Stored entries
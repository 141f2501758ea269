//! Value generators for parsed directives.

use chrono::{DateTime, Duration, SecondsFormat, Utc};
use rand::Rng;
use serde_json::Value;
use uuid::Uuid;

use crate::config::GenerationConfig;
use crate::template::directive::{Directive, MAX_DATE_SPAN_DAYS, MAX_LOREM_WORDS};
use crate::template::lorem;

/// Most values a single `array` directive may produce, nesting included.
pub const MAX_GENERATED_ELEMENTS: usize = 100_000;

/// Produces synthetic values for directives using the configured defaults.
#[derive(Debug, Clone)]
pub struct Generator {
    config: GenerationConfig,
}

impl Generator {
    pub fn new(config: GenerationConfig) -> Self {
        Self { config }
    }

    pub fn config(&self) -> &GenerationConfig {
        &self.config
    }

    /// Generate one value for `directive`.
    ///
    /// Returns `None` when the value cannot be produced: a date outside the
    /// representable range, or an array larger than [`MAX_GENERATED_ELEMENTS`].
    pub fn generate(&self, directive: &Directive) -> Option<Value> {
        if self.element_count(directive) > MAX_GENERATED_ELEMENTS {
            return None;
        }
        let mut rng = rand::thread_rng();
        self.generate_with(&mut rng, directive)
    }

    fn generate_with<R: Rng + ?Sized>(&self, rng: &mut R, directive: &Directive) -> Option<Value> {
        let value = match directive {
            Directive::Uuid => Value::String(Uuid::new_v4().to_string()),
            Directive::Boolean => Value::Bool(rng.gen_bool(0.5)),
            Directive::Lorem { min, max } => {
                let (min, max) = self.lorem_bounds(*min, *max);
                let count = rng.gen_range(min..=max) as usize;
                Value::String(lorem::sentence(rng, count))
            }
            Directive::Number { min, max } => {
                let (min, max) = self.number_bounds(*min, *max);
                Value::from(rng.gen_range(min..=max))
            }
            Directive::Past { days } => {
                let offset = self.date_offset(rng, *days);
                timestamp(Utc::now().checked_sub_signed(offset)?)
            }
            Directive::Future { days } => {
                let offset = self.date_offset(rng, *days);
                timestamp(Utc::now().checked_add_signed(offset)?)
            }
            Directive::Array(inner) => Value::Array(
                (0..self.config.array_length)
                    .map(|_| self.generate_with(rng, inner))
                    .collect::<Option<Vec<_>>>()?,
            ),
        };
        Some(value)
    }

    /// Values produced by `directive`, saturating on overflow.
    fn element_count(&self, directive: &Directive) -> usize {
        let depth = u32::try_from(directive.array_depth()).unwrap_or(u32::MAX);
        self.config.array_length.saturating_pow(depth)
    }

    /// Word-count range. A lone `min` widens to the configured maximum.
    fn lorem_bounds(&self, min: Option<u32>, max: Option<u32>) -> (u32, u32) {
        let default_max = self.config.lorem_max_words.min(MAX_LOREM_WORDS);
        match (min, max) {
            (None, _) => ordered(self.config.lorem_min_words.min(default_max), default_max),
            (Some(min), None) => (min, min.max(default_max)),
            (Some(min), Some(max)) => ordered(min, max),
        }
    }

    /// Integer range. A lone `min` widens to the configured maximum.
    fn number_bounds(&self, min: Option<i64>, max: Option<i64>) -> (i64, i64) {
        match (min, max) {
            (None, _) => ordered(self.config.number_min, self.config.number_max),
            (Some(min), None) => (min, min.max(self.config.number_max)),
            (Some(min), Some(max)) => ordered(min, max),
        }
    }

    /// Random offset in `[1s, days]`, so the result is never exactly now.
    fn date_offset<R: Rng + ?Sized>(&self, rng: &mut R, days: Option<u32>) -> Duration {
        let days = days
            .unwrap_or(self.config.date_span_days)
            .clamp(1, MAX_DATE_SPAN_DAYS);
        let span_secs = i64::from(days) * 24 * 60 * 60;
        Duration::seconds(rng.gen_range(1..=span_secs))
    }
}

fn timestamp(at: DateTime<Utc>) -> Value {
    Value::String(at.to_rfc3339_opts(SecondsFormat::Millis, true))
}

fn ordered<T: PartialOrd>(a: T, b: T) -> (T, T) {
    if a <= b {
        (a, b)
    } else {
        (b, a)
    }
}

* **Task to complete**: Filter the entries down to the lines with the word "Uuid" in them, and copy those lines.

* **Solution for this task**:
use uuid::Uuid;
            Directive::Uuid => Value::String(Uuid::new_v4().to_string()),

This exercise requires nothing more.